It is estimated that smokers take at least 20 years off their life span. Although, cigarette smoking has decreased, it is still prevalent in our American Society. Very sad is that fact that 4000 children start smoking every day, and 1000 of them will go on to become life time smokers. Cancer is one of a myriad of diseases which smoking causes, and contributes to a higher death rate.

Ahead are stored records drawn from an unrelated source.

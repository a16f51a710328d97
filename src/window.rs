//! Checkpoint tracking — computes the `[last_checked, next_check)` window
//! for a run and commits the new checkpoint only once the run completes.
//!
//! The checkpoint is the only state shared across runs. It is read once at
//! run start and written once at run end; a run killed mid-way leaves it
//! untouched, so the next run reprocesses the same window (at-least-once).

use std::path::PathBuf;
use std::sync::Arc;

use async_trait::async_trait;
use chrono::{DateTime, Utc};

use crate::error::StoreError;

/// Key under which the last-checked timestamp is persisted.
pub const CHECKPOINT_KEY: &str = "relay_last_checked";

/// Minimal persistent key-value seam for the checkpoint.
#[async_trait]
pub trait CheckpointStore: Send + Sync {
    /// Read a stored value.
    async fn get(&self, key: &str) -> Result<Option<String>, StoreError>;

    /// Write a value.
    async fn set(&self, key: &str, value: &str) -> Result<(), StoreError>;
}

/// The half-open time window a run is responsible for, in epoch seconds.
#[derive(Debug, Clone, Copy, PartialEq, Eq)]
pub struct TimeWindow {
    /// End of the previously committed window.
    pub last_checked: i64,
    /// Start-of-run timestamp; becomes the next checkpoint on commit.
    pub next_check: i64,
}

impl TimeWindow {
    /// The `after:`/`before:` search terms bounding this window.
    ///
    /// The upper bound is `next_check - 1`: `before:` is exclusive in the
    /// mailbox DSL and the committed checkpoint re-opens at `next_check`.
    pub fn date_range_query(&self) -> String {
        format!("after:{} before:{}", self.last_checked, self.next_check - 1)
    }
}

/// Opens the window for one run and commits it on completion.
pub struct CheckpointTracker {
    store: Arc<dyn CheckpointStore>,
    next_check: i64,
}

impl CheckpointTracker {
    /// Read the persisted checkpoint and compute this run's window.
    ///
    /// With no stored value the window starts now (a first run never
    /// processes retroactively). A stored value ahead of `now` clamps the
    /// window empty rather than letting the checkpoint regress.
    pub async fn open(
        store: Arc<dyn CheckpointStore>,
        now: DateTime<Utc>,
    ) -> Result<(Self, TimeWindow), StoreError> {
        let mut next_check = now.timestamp();
        let last_checked = store
            .get(CHECKPOINT_KEY)
            .await?
            .and_then(|v| v.trim().parse::<i64>().ok())
            .unwrap_or(next_check);
        if last_checked > next_check {
            next_check = last_checked;
        }

        let window = TimeWindow {
            last_checked,
            next_check,
        };
        Ok((Self { store, next_check }, window))
    }

    /// Persist the `next_check` captured at run start.
    ///
    /// Never a value computed after the sends — messages arriving mid-run
    /// belong to the next window.
    pub async fn commit(&self) -> Result<(), StoreError> {
        self.store
            .set(CHECKPOINT_KEY, &self.next_check.to_string())
            .await
    }
}

/// File-backed checkpoint store: one value per key, stored as
/// `<dir>/<key>` with the raw string as contents.
pub struct FileCheckpointStore {
    dir: PathBuf,
}

impl FileCheckpointStore {
    pub fn new(dir: impl Into<PathBuf>) -> Self {
        Self { dir: dir.into() }
    }

    fn path_for(&self, key: &str) -> PathBuf {
        self.dir.join(key)
    }
}

#[async_trait]
impl CheckpointStore for FileCheckpointStore {
    async fn get(&self, key: &str) -> Result<Option<String>, StoreError> {
        match tokio::fs::read_to_string(self.path_for(key)).await {
            Ok(contents) => Ok(Some(contents)),
            Err(e) if e.kind() == std::io::ErrorKind::NotFound => Ok(None),
            Err(e) => Err(StoreError::Read(e.to_string())),
        }
    }

    async fn set(&self, key: &str, value: &str) -> Result<(), StoreError> {
        tokio::fs::create_dir_all(&self.dir)
            .await
            .map_err(|e| StoreError::Write(e.to_string()))?;
        tokio::fs::write(self.path_for(key), value)
            .await
            .map_err(|e| StoreError::Write(e.to_string()))
    }
}
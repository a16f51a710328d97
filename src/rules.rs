//! Delivery rules — matching queries paired with webhook configuration.
//!
//! A rule pairs an optional mailbox search query with the webhook it routes
//! matches to. Exactly one rule per run acts as the default (catch-all): it
//! is never evaluated by query, it claims every message no other rule did.

use std::sync::Arc;

use serde::{Deserialize, Serialize};
use serde_json::{Map, Value};

use crate::error::ConfigError;

/// A single delivery rule, as written in the rules file.
///
/// `discord_options` and `discord_embed_options` are opaque pass-through
/// objects: the engine never interprets their keys, it only overlays them
/// onto the outgoing payload.
#[derive(Debug, Clone, Default, Serialize, Deserialize)]
#[serde(default, rename_all = "camelCase")]
pub struct Rule {
    /// Mailbox search query. A rule with no query matches nothing directly
    /// and can only be useful as the default.
    pub query: Option<String>,
    /// Webhook endpoint for messages this rule claims.
    #[serde(rename = "webhookURL")]
    pub webhook_url: Option<String>,
    /// Drop matches silently instead of delivering them.
    pub ignore: bool,
    /// Extra top-level webhook payload fields.
    pub discord_options: Option<Map<String, Value>>,
    /// Extra embed fields.
    pub discord_embed_options: Option<Map<String, Value>>,
    /// Marks the catch-all rule.
    #[serde(rename = "default")]
    pub is_default: bool,
}

impl Rule {
    /// Whether this rule carries a non-empty query.
    pub fn has_query(&self) -> bool {
        self.query.as_deref().is_some_and(|q| !q.trim().is_empty())
    }
}

/// Outcome of rule-set resolution.
#[derive(Debug)]
pub enum Resolution {
    /// A usable rule set: the fallback plus the ordered non-default rules.
    Active(ResolvedRules),
    /// Nothing can ever be delivered — the caller must skip the run
    /// entirely, without advancing the checkpoint.
    NothingToDo,
}

/// A resolved rule set: the fallback split out, the rest in file order.
#[derive(Debug, Clone)]
pub struct ResolvedRules {
    /// The catch-all rule. Never evaluated by query.
    pub fallback: Arc<Rule>,
    /// Non-default rules, in the order they were configured. Earlier rules
    /// win dedup ties.
    pub rules: Vec<Arc<Rule>>,
}

/// Resolve a raw rule list into `(fallback, rest)`.
///
/// When no rule is marked default: an empty list, a list where every rule is
/// ignored, or a list where no rule has a webhook all resolve to
/// [`Resolution::NothingToDo`]. Otherwise the first query-less rule (or,
/// failing that, the first rule) is promoted to default. If more than one
/// rule is marked default, the first wins and the rest are demoted.
pub fn resolve(raw: &[Rule]) -> Result<Resolution, ConfigError> {
    let mut rules: Vec<Rule> = raw.to_vec();

    if !rules.iter().any(|r| r.is_default) {
        if rules.is_empty()
            || rules.iter().all(|r| r.ignore)
            || rules.iter().all(|r| r.webhook_url.is_none())
        {
            return Ok(Resolution::NothingToDo);
        }
        let idx = rules.iter().position(|r| !r.has_query()).unwrap_or(0);
        rules[idx].is_default = true;
    }

    let fallback_idx = rules
        .iter()
        .position(|r| r.is_default)
        .ok_or(ConfigError::NoDefaultRule)?;

    let mut fallback = rules.remove(fallback_idx);
    fallback.is_default = true;
    for rule in &mut rules {
        rule.is_default = false;
    }

    Ok(Resolution::Active(ResolvedRules {
        fallback: Arc::new(fallback),
        rules: rules.into_iter().map(Arc::new).collect(),
    }))
}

• Cigarette smoking causes 87 percent of lung cancer deaths and is responsible for most cancers of the larynx, oral cavity and pharynx, esophagus, and bladder.
• Secondhand smoke is responsible for an estimated 3,000 lung cancer deaths among U.S. nonsmokers each year .
• Tobacco smoke contains thousands of chemical agents, including over 60 substances that are known to cause cancer.
• The risk of developing smoking-related cancers, as well as noncancerous diseases, increases with total lifetime exposure to cigarette smoke.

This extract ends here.